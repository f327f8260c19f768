//! Time source for the frame clock.

use std::sync::{Arc, Mutex, PoisonError};
use std::time::{Duration, Instant};

/// Time source abstraction so timing can be driven manually in tests.
pub trait Clock: Send + Sync {
    /// Returns the current instant.
    fn now(&self) -> Instant;
}

/// Real system clock using `std::time::Instant::now()`.
#[derive(Debug, Clone, Copy, Default)]
pub struct SystemClock;

impl Clock for SystemClock {
    fn now(&self) -> Instant {
        Instant::now()
    }
}

/// Clock that only moves when told to.
#[derive(Debug, Clone)]
pub struct ManualClock {
    current: Arc<Mutex<Instant>>,
}

impl ManualClock {
    /// Creates a manual clock starting at the current instant.
    pub fn new() -> Self {
        Self {
            current: Arc::new(Mutex::new(Instant::now())),
        }
    }

    /// Advances the clock by the given duration.
    pub fn advance(&self, duration: Duration) {
        let mut current = self.current.lock().unwrap_or_else(PoisonError::into_inner);
        *current += duration;
    }
}

impl Default for ManualClock {
    fn default() -> Self {
        Self::new()
    }
}

impl Clock for ManualClock {
    fn now(&self) -> Instant {
        *self.current.lock().unwrap_or_else(PoisonError::into_inner)
    }
}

----

Copy each line of the data that contains the word "Clone", leaving the other lines out.

#[derive(Debug, Clone, Copy, Default)]
#[derive(Debug, Clone)]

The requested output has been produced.